■ **Data excerpts**
┄┄┄┄┄┄┄┄┄┄┄┄┄┄┄┄┄┄┄┄

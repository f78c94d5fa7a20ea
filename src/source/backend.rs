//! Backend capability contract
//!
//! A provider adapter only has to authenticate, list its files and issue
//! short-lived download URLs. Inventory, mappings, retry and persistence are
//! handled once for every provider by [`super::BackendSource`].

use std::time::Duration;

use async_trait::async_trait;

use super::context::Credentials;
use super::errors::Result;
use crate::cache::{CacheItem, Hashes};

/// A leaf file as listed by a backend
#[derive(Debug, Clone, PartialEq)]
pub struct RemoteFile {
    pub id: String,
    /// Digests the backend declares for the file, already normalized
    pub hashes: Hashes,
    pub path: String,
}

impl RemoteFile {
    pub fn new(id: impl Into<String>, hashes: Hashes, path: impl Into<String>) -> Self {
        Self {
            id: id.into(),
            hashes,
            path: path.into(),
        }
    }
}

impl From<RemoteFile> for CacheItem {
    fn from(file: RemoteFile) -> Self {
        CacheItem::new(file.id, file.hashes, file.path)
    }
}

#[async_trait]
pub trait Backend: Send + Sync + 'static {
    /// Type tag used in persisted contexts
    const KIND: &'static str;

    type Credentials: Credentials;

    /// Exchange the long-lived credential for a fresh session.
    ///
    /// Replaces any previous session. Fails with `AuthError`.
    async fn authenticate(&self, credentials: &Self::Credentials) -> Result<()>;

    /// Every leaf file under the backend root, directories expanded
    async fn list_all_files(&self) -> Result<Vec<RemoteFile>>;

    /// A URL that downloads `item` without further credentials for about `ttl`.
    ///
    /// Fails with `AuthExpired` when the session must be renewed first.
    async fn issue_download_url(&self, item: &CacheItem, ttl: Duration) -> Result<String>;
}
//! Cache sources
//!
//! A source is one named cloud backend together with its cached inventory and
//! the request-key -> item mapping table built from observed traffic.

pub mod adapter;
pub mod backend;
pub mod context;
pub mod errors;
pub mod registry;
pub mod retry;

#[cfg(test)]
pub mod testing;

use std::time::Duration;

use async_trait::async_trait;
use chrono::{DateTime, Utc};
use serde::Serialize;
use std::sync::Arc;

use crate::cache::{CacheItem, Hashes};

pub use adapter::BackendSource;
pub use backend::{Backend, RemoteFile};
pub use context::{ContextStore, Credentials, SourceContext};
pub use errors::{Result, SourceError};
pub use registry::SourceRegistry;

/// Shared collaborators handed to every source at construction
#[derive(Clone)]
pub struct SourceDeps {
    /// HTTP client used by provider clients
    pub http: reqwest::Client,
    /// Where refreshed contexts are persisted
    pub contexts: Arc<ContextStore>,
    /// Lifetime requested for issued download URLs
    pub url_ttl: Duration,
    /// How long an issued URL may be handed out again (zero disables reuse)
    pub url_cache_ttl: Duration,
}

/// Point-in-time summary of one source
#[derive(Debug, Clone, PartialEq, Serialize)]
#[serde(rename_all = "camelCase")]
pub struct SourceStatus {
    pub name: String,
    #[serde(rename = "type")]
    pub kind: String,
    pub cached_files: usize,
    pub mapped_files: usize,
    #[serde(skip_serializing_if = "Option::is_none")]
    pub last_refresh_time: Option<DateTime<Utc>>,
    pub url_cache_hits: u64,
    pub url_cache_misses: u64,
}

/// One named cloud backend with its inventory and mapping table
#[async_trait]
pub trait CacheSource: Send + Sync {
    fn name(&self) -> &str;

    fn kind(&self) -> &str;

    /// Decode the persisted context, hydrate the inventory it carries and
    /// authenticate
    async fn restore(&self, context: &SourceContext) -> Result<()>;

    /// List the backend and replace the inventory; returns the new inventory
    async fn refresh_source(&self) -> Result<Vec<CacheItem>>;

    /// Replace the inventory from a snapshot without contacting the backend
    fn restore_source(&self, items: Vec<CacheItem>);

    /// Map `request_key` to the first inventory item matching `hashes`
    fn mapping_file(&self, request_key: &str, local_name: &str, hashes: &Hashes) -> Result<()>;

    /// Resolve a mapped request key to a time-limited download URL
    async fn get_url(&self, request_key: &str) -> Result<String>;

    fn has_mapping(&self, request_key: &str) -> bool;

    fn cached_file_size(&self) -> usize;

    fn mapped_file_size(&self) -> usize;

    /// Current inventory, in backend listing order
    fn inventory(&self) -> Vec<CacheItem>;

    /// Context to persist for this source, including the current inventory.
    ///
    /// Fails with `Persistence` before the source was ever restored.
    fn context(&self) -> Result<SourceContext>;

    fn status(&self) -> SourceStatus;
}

┄┄┄┄┄┄┄┄┄┄┄┄┄┄┄┄┄┄┄┄

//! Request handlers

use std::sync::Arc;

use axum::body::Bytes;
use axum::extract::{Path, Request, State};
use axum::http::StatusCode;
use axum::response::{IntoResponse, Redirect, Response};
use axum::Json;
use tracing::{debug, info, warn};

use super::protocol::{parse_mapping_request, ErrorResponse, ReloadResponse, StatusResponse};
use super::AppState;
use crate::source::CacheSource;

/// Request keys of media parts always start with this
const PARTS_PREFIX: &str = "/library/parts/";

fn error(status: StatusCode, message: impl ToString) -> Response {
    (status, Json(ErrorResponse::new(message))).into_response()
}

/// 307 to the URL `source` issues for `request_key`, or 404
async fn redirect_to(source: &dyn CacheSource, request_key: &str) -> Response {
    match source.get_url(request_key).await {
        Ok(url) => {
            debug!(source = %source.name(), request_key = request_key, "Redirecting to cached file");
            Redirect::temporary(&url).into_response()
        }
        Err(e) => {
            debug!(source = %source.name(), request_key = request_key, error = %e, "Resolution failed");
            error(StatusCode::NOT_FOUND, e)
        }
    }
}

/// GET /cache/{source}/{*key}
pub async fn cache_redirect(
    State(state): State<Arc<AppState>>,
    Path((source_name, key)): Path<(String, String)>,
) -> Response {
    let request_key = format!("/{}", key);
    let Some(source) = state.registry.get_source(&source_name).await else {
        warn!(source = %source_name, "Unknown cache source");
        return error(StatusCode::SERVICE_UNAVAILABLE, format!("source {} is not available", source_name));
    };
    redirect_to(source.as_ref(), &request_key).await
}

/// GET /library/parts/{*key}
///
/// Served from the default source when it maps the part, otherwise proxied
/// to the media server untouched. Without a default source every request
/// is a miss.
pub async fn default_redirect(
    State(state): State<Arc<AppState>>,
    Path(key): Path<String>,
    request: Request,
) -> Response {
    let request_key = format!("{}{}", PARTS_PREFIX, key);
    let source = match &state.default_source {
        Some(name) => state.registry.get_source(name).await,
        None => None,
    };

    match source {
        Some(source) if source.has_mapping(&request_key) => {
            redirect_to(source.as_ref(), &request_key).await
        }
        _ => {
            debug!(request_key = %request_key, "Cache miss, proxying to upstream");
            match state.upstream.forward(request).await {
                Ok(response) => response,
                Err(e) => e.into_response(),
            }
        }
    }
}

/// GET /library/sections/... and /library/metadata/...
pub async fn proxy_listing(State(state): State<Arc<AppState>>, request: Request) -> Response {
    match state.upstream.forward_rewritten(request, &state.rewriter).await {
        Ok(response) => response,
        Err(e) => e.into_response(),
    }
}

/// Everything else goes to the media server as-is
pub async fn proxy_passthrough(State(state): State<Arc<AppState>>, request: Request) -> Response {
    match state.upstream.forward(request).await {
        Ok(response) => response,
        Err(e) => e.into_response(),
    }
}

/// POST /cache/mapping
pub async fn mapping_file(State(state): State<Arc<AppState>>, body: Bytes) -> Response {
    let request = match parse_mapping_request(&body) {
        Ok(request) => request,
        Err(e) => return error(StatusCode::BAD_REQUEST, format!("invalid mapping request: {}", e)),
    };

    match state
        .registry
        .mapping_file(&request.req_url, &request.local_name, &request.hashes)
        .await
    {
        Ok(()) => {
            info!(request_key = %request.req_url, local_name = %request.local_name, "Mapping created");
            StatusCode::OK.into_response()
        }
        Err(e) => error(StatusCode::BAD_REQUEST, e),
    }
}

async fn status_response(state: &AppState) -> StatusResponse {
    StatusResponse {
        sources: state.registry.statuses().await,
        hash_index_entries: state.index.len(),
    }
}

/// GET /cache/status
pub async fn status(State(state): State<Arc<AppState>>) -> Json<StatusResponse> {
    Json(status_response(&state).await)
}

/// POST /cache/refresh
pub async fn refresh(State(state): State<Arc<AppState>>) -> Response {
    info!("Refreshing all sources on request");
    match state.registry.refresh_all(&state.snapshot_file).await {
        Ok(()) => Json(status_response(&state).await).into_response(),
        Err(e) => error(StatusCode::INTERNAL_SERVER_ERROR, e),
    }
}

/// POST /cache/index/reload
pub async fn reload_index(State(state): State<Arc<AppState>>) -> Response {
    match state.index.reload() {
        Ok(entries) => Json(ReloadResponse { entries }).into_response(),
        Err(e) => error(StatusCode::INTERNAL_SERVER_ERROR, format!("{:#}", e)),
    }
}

┄┄┄┄┄┄┄┄┄┄┄┄┄┄┄┄┄┄┄┄

■ **PROBLEM**
Set down, exactly as they stand above, the lines starting with the line with "repository f78c94d5fa7a20ea" and going on through the line with "use super::errors::Result;", and no others.

■ **RESPONSE AREA**
repository f78c94d5fa7a20ea
filename src/source/backend.rs
//! Backend capability contract
//!
//! A provider adapter only has to authenticate, list its files and issue
//! short-lived download URLs. Inventory, mappings, retry and persistence are
//! handled once for every provider by [`super::BackendSource`].

use std::time::Duration;

use async_trait::async_trait;

use super::context::Credentials;
use super::errors::Result;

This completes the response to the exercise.